Post #30: CONSISTENCY IS MINE! (on this blog)

In honor of my 30th post! You can eat it in my honor. Huzzah!

So, 30 posts! I am impressed with my own consistency here. And as you know, I'm a big fan of consistency.

As the taper continues, my bowel situation is not improving. I'm having more cramps and more pain. I knew the taper was about buying me time, and I feel like that time is running out. I've been putting off making the doctor's appointment (with my real doctor in a real hospital who doesn't tell me I'm going to explode if I sniff bakery dust) where I'll plan my next move.

Since I spent so much time talking about the horse I didn't pick (asshole naturopath! *shaking fist*), let me tell you a little about the one I did. Let me preface this description by stating that I must be kind of a nightmare patient. I am over-prepared, nosy, and suspicious. Now, some of these are commendable qualities, but I think there is probably a limit I exceed in terms of doing my own research and forming my own opinions. This is because when I am afraid or overwhelmed, I collect information. I'm not talking a quick google search (although I do that too), but more of a comprehensive medical journal literature review, with articles highlighted, collated, and organized by year. yikes.

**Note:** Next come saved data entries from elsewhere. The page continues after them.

use clap::Parser;
use std::sync::Arc;
use std::time::Duration;
use tracing_subscriber::EnvFilter;
use tracing_subscriber::{layer::SubscriberExt, util::SubscriberInitExt};

use painel_core::aggregate::service::PipelineService;
use painel_core::storage::cache::{CacheOptions, OpportunityCache};
use painel_core::time::range::DateFilter;
use painel_core::watch::hook::{PipelineWatcher, WatchOptions, WatchState};

#[derive(Debug, Parser)]
#[command(name = "painel_worker")]
struct Args {
    /// Print one aggregate as JSON and exit.
    #[arg(long)]
    once: bool,

    /// First day of the filter (YYYY-MM-DD, UTC).
    #[arg(long)]
    date_from: Option<String>,

    /// Last day of the filter (YYYY-MM-DD, UTC), inclusive.
    #[arg(long)]
    date_to: Option<String>,

    /// Watch refresh interval. Defaults to PIPELINES_REFRESH_SECS.
    #[arg(long)]
    refresh_secs: Option<u64>,
}

#[tokio::main]
async fn main() -> anyhow::Result<()> {
    dotenvy::dotenv().ok();

    let settings = painel_core::config::Settings::from_env()?;
    let _sentry_guard = init_sentry(&settings);

    tracing_subscriber::registry()
        .with(EnvFilter::from_default_env())
        .with(tracing_subscriber::fmt::layer())
        .with(sentry_tracing::layer())
        .init();

    let args = Args::parse();
    let filter = DateFilter::parse(args.date_from.as_deref(), args.date_to.as_deref())?;

    let cache = Arc::new(OpportunityCache::new(CacheOptions::from_env()));
    let service = PipelineService::from_settings(&settings, cache)?;

    if args.once {
        let agg = service.get_pipelines_data(&filter).await;
        println!("{}", serde_json::to_string_pretty(&agg)?);
        if let Some(error) = agg.error {
            let err = anyhow::anyhow!(error);
            sentry_anyhow::capture_anyhow(&err);
            return Err(err);
        }
        return Ok(());
    }

    let mut opts = WatchOptions::from_env();
    if let Some(secs) = args.refresh_secs {
        opts.refresh = Duration::from_secs(secs.max(1));
    }
    tracing::info!(?filter, refresh = ?opts.refresh, "watching pipeline aggregate");

    let events = service.subscribe();
    let watcher = PipelineWatcher::spawn(Arc::new(service), Some(events), opts, filter);
    let mut states = watcher.subscribe();

    loop {
        tokio::select! {
            changed = states.changed() => {
                if changed.is_err() {
                    break;
                }
                let state = states.borrow_and_update().clone();
                log_state(&state);
            }
            _ = tokio::signal::ctrl_c() => {
                tracing::info!("ctrl-c received; stopping watcher");
                break;
            }
        }
    }

    watcher.shutdown();
    Ok(())
}

fn log_state(state: &WatchState) {
    if state.loading {
        tracing::debug!(phase = ?state.phase, "loading");
        return;
    }
    let data = state.data.as_deref();
    tracing::info!(
        phase = ?state.phase,
        pipeline = data.and_then(|d| d.aggregate.pipeline_name.as_deref()),
        total = data.map(|d| d.aggregate.total),
        total_geral = data.map(|d| d.aggregate.total_geral),
        stages = data.map(|d| d.aggregate.stages.len()),
        is_partial = data.map(|d| d.aggregate.is_partial),
        tags = data.map(|d| d.aggregate.tags.len()),
        error = state.error.as_deref(),
        "pipeline state"
    );
    if let Some(data) = data {
        for stage in &data.aggregate.stages {
            tracing::info!(
                stage = %stage.name,
                count = stage.count,
                previous = ?stage.previous_count,
                change_percent = ?stage.change_percent,
                "stage"
            );
        }
    }
}

fn init_sentry(settings: &painel_core::config::Settings) -> Option<sentry::ClientInitGuard> {
    let dsn = settings.sentry_dsn.as_deref()?;
    Some(sentry::init((
        dsn,
        sentry::ClientOptions {
            release: sentry::release_name!(),
            ..Default::default()
        },
    )))
}
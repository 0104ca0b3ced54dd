pub mod auth;
pub mod error;
pub mod http;
pub mod json;

#[cfg(test)]
pub(crate) mod fake;

use crate::domain::pipeline::{Id, Opportunity, Pipeline, Stage};
use crate::upstream::error::UpstreamError;

#[derive(Debug, Clone, PartialEq, Eq)]
pub struct PageRequest {
    pub offset: u64,
    pub limit: u64,
    pub contact_id: Option<Id>,
}

impl PageRequest {
    pub fn new(offset: u64, limit: u64) -> Self {
        Self {
            offset,
            limit,
            contact_id: None,
        }
    }
}

/// The upstream pipeline API. Every call returns a normalized list and surfaces HTTP error
/// statuses as [`UpstreamError::Status`] so callers can decide whether to retry.
#[async_trait::async_trait]
pub trait PipelineApi: Send + Sync {
    async fn list_pipelines(&self) -> Result<Vec<Pipeline>, UpstreamError>;

    async fn list_stages(&self, pipeline_id: &Id) -> Result<Vec<Stage>, UpstreamError>;

    async fn list_opportunities(
        &self,
        pipeline_id: &Id,
        page: &PageRequest,
    ) -> Result<Vec<Opportunity>, UpstreamError>;

    async fn contact_tags(&self, contact_id: &Id) -> Result<Vec<String>, UpstreamError>;
}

Back to my horse of choice (HOC). I come to every appointment with a list of written questions (I am such a nerd). I like to go down the list, and then have a discussion about next steps and recommendations. I have never had a doctor reject/mock the list (to my face). Most doctors say that it's helpful and refer to it throughout the appointment. I prepare for my appointments because I know I have a limited amount of face time with my doctor, and I want to get all of my questions answered. I know that this is a positive/proactive way of dealing with the situation, but there is always a part of me who dreads being "that patient," the neurotic, difficult, overbearing know-it-all.

I've talked about it here before, but I think women are conditioned to respect medical authority figures in a way that is not always conducive to their personal health. This is a broad, sweeping generalization, but I know that I often feel like I'm overstepping my bounds if I ask too many questions, or disagree with a suggestion, or seek a second opinion. Intellectually, I know these are smart choices, but emotionally there is a fear of seeming like a crazy harpy. I do respect my doctors-and I know they did not go through medical school/residency to be second guessed by an overly confident wise ass with a penchant for googling. At the same time, I don't think it's wrong to ask about a less aggressive form of treatment, or see what all of my options are. At the end of the day, I'm the one who has to live with these choices, face the consequences, and deal with the side effects-so I'm the one who has to ask the questions, do the research, and find a doctor who can educate me about my options.

My horse of choice (HOC) is just such a doctor. He is smart, but more importantly he's......steady. That's an appropriate way to describe a horse, and a weird way to describe a doctor, I know. But he is calm and capable in a way that inspires confidence and trust. In our next appointment, when I am drug free, I am going to have more decisions to make. It will be difficult. But while I am nervous and cracking jokes to make myself feel better, I know that my HOC will quietly absorb the information I present, and give me his honest opinion about what to do next. I know that he will not be condescending, or try to intimidate me into choosing an option that doesn't feel right for me. And that, if nothing else, is comforting.